■ **Information**
// ---------------------------------------------------------------------------
// Property flags
// ---------------------------------------------------------------------------

bitflags::bitflags! {
    /// Behavioral flags on a property.
    #[derive(Debug, Clone, Copy, PartialEq, Eq)]
    pub struct PropertyFlags: u8 {
        /// Serialized out but never overwritten on load.
        const READ_ONLY = 1 << 0;
        /// Load fails if the stream does not carry this property.
        const REQUIRED = 1 << 1;
        /// Embedded base type whose properties are flattened into the
        /// owner's record.
        const ANCESTOR = 1 << 2;
    }
}

// ---------------------------------------------------------------------------
// Container operations
// ---------------------------------------------------------------------------

type LenFn = fn(&dyn Any) -> usize;
type AtFn = for<'a> fn(&'a dyn Any, usize) -> &'a dyn Any;
type ClearFn = fn(&mut dyn Any);
type PushFn = for<'a> fn(&'a mut dyn Any) -> &'a mut dyn Any;
type VisitFn =
    for<'a> fn(&'a dyn Any, &mut dyn FnMut(&dyn Any, &dyn Any) -> Result<()>) -> Result<()>;
type InsertFn = for<'a> fn(&'a mut dyn Any, Box<dyn Any>) -> Result<&'a mut dyn Any>;

/// Type-erased element access for sequence containers.
pub struct SequenceOps {
    pub(crate) elem_type: TypeId,
    pub(crate) elem_type_name: &'static str,
    pub(crate) elem_ops: PointerOps,
    pub(crate) len: LenFn,
    pub(crate) at: AtFn,
    pub(crate) clear: ClearFn,
    /// Append a default-constructed element at the tail and return it for
    /// in-place loading.
    pub(crate) push_default: PushFn,
}

/// Type-erased pair access for associative containers.
pub struct MapOps {
    pub(crate) key_type: TypeId,
    pub(crate) key_type_name: &'static str,
    pub(crate) value_type: TypeId,
    pub(crate) value_type_name: &'static str,
    pub(crate) visit: VisitFn,
    pub(crate) clear: ClearFn,
    /// Insert a default value under the given key and return the value
    /// slot for in-place loading.
    pub(crate) insert_default: InsertFn,
}

// ---------------------------------------------------------------------------
// Property descriptors
// ---------------------------------------------------------------------------

pub(crate) type GetFn = Box<dyn for<'a> Fn(&'a dyn Any) -> &'a dyn Any>;
pub(crate) type GetMutFn = Box<dyn for<'a> Fn(&'a mut dyn Any) -> &'a mut dyn Any>;
pub(crate) type DefaultFn = Box<dyn Fn(&mut dyn Any)>;

/// Metadata for one member of a compound type.
pub struct PropertyDescriptor {
    pub(crate) name: String,
    pub(crate) flags: PropertyFlags,
    /// `TypeId` of the member's value type (the pointee for pointer kinds).
    pub(crate) member_type: TypeId,
    pub(crate) member_type_name: &'static str,
    pub(crate) ops: PointerOps,
    pub(crate) default: Option<DefaultFn>,
    pub(crate) get: GetFn,
    pub(crate) get_mut: GetMutFn,
}

impl PropertyDescriptor {
    pub fn name(&self) -> &str {
        &self.name
    }

    pub fn flags(&self) -> PropertyFlags {
        self.flags
    }

    pub fn is_ancestor(&self) -> bool {
        self.flags.contains(PropertyFlags::ANCESTOR)
    }

    pub fn is_required(&self) -> bool {
        self.flags.contains(PropertyFlags::REQUIRED)
    }

    pub fn is_read_only(&self) -> bool {
        self.flags.contains(PropertyFlags::READ_ONLY)
    }

    pub fn pointer_ops(&self) -> &PointerOps {
        &self.ops
    }
}

impl fmt::Debug for PropertyDescriptor {
    fn fmt(&self, f: &mut fmt::Formatter<'_>) -> fmt::Result {
        f.debug_struct("PropertyDescriptor")
            .field("name", &self.name)
            .field("flags", &self.flags)
            .field("member_type", &self.member_type_name)
            .finish()
    }
}

/// The ordered member table of a compound type.
pub struct CompoundInfo {
    pub(crate) properties: Vec<PropertyDescriptor>,
}

/// A property located within a compound, together with the chain of
/// ancestor accessors leading to it.
pub struct PropertyPath<'a> {
    pub(crate) ancestors: Vec<&'a PropertyDescriptor>,
    pub(crate) prop: &'a PropertyDescriptor,
}

impl<'a> PropertyPath<'a> {
    pub fn property(&self) -> &'a PropertyDescriptor {
        self.prop
    }

    /// Borrow the member slot from its (transitively owning) parent.
    pub fn member<'v>(&self, parent: &'v dyn Any) -> &'v dyn Any {
        let mut cur = parent;
        for anc in &self.ancestors {
            cur = (anc.get)(cur);
        }
        (self.prop.get)(cur)
    }

    /// Mutable counterpart of [`member`](Self::member).
    pub fn member_mut<'v>(&self, parent: &'v mut dyn Any) -> &'v mut dyn Any {
        let mut cur = parent;
        for anc in &self.ancestors {
            cur = (anc.get_mut)(cur);
        }
        (self.prop.get_mut)(cur)
    }
}

// ---------------------------------------------------------------------------
// Type descriptors
// ---------------------------------------------------------------------------

/// Classification of a registered type.
pub enum TypeKind {
    Bool,
    Char,
    Signed(IntWidth),
    Unsigned(IntWidth),
    Float(FloatWidth),
    Str,
    Enum,
    Compound(CompoundInfo),
    Sequence(SequenceOps),
    Map(MapOps),
}

pub(crate) type ToAtomicFn = Box<dyn Fn(&dyn Any) -> AtomicValue>;
pub(crate) type FromAtomicFn = Box<dyn Fn(&mut dyn Any, &AtomicValue) -> Result<()>>;

/// Runtime metadata record describing one serializable type.
pub struct TypeDescriptor {
    pub(crate) name: String,
    pub(crate) id: u32,
    pub(crate) version: u8,
    pub(crate) accept_any_version: bool,
    pub(crate) type_id: TypeId,
    pub(crate) rust_name: &'static str,
    pub(crate) kind: TypeKind,
    pub(crate) create: fn() -> Box<dyn Any>,
    pub(crate) assign_default: fn(&mut dyn Any),
    pub(crate) make_shared: fn() -> SharedHandle,
    pub(crate) to_atomic: Option<ToAtomicFn>,
    pub(crate) from_atomic: Option<FromAtomicFn>,
}

impl TypeDescriptor {
    pub fn name(&self) -> &str {
        &self.name
    }

    pub fn id(&self) -> u32 {
        self.id
    }

    /// The Rust type this descriptor was registered for.
    pub fn rust_name(&self) -> &'static str {
        self.rust_name
    }

    pub fn version(&self) -> u8 {
        self.version
    }

    pub fn type_id(&self) -> TypeId {
        self.type_id
    }

    pub fn kind(&self) -> &TypeKind {
        &self.kind
    }

    pub fn is_compound(&self) -> bool {
        matches!(self.kind, TypeKind::Compound(_))
    }

    pub fn is_sequence(&self) -> bool {
        matches!(self.kind, TypeKind::Sequence(_))
    }

    pub fn is_associative(&self) -> bool {
        matches!(self.kind, TypeKind::Map(_))
    }

    pub fn is_atomic(&self) -> bool {
        !self.is_compound() && !self.is_sequence() && !self.is_associative()
    }

    /// Instantiate a default value of this type.
    pub fn create(&self) -> Box<dyn Any> {
        (self.create)()
    }

    pub(crate) fn compound(&self) -> Option<&CompoundInfo> {
        match &self.kind {
            TypeKind::Compound(info) => Some(info),
            _ => None,
        }
    }

    /// Number of declared properties (compound types only).
    pub fn property_count(&self) -> usize {
        self.compound().map_or(0, |c| c.properties.len())
    }

    pub fn property_at(&self, index: usize) -> Option<&PropertyDescriptor> {
        self.compound().and_then(|c| c.properties.get(index))
    }

    /// Find a property by name. Linear and case-sensitive; ancestor tables
    /// are searched transparently after the own table.
    pub fn find_property<'a>(
        &'a self,
        registry: &'a Registry,
        name: &str,
    ) -> Result<Option<PropertyPath<'a>>> {
        let Some(info) = self.compound() else {
            return Ok(None);
        };
        for prop in &info.properties {
            if !prop.is_ancestor() && prop.name == name {
                return Ok(Some(PropertyPath {
                    ancestors: Vec::new(),
                    prop,
                }));
            }
        }
        for prop in &info.properties {
            if prop.is_ancestor() {
                let base = registry.lookup_type_id(prop.member_type, prop.member_type_name)?;
                if let Some(mut path) = base.find_property(registry, name)? {
                    path.ancestors.insert(0, prop);
                    return Ok(Some(path));
                }
            }
        }
        Ok(None)
    }

    /// Convert a value of this type to an [`AtomicValue`].
    pub(crate) fn to_atomic(&self, value: &dyn Any) -> Result<AtomicValue> {
        match &self.to_atomic {
            Some(op) => Ok(op(value)),
            None => Err(Error::protocol(format!(
                "type '{}' has no atomic representation",
                self.name
            ))),
        }
    }

    /// Assign an [`AtomicValue`] into a value of this type.
    pub(crate) fn from_atomic(&self, dst: &mut dyn Any, value: &AtomicValue) -> Result<()> {
        match &self.from_atomic {
            Some(op) => op(dst, value),
            None => Err(Error::protocol(format!(
                "type '{}' has no atomic representation",
                self.name
            ))),
        }
    }

    /// Verify a stream version stamp against the declared version.
    pub(crate) fn check_version(&self, stream: u8) -> Result<()> {
        if self.accept_any_version || stream == self.version {
            Ok(())
        } else {
            Err(Error::VersionMismatch {
                type_name: self.name.clone(),
                expected: self.version,
                actual: stream,
            })
        }
    }
}

impl fmt::Debug for TypeDescriptor {
    fn fmt(&self, f: &mut fmt::Formatter<'_>) -> fmt::Result {
        f.debug_struct("TypeDescriptor")
            .field("name", &self.name)
            .field("id", &self.id)
            .field("version", &self.version)
            .field("rust_name", &self.rust_name)
            .finish()
    }
}

#[cfg(test)]
mod tests {
    use super::*;

    #[test]
    fn f32_text_preserves_nearest_representable() {
        let v = 0.1f32;
        let text = AtomicValue::F32(v).to_text();
        assert_eq!(text.parse::<f32>().unwrap(), v);
    }

    #[test]
    fn f64_text_preserves_nearest_representable() {
        let v = std::f64::consts::PI;
        let text = AtomicValue::F64(v).to_text();
        assert_eq!(text.parse::<f64>().unwrap(), v);
    }

    #[test]
    fn int_width_round_trip() {
        for w in [IntWidth::W1, IntWidth::W2, IntWidth::W4, IntWidth::W8] {
            assert_eq!(IntWidth::from_bytes(w.bytes()), Some(w));
        }
        assert_eq!(IntWidth::from_bytes(3), None);
    }

    #[test]
    fn enum_text_prefers_name() {
        let v = AtomicValue::Enum {
            name: "Red".into(),
            value: 2,
        };
        assert_eq!(v.to_text(), "Red");
        let v = AtomicValue::Enum {
            name: String::new(),
            value: 2,
        };
        assert_eq!(v.to_text(), "2");
    }
}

■ **What is being asked**
Give back exactly the lines from the one that contains "let v = std::f64::consts::PI;" to the end of the data above, both of those lines included.

■ **Result for this exercise**
        let v = std::f64::consts::PI;
        let text = AtomicValue::F64(v).to_text();
        assert_eq!(text.parse::<f64>().unwrap(), v);
    }

    #[test]
    fn int_width_round_trip() {
        for w in [IntWidth::W1, IntWidth::W2, IntWidth::W4, IntWidth::W8] {
            assert_eq!(IntWidth::from_bytes(w.bytes()), Some(w));
        }
        assert_eq!(IntWidth::from_bytes(3), None);
    }

    #[test]
    fn enum_text_prefers_name() {
        let v = AtomicValue::Enum {
            name: "Red".into(),
            value: 2,
        };
        assert_eq!(v.to_text(), "Red");
        let v = AtomicValue::Enum {
            name: String::new(),
            value: 2,
        };
        assert_eq!(v.to_text(), "2");
    }
}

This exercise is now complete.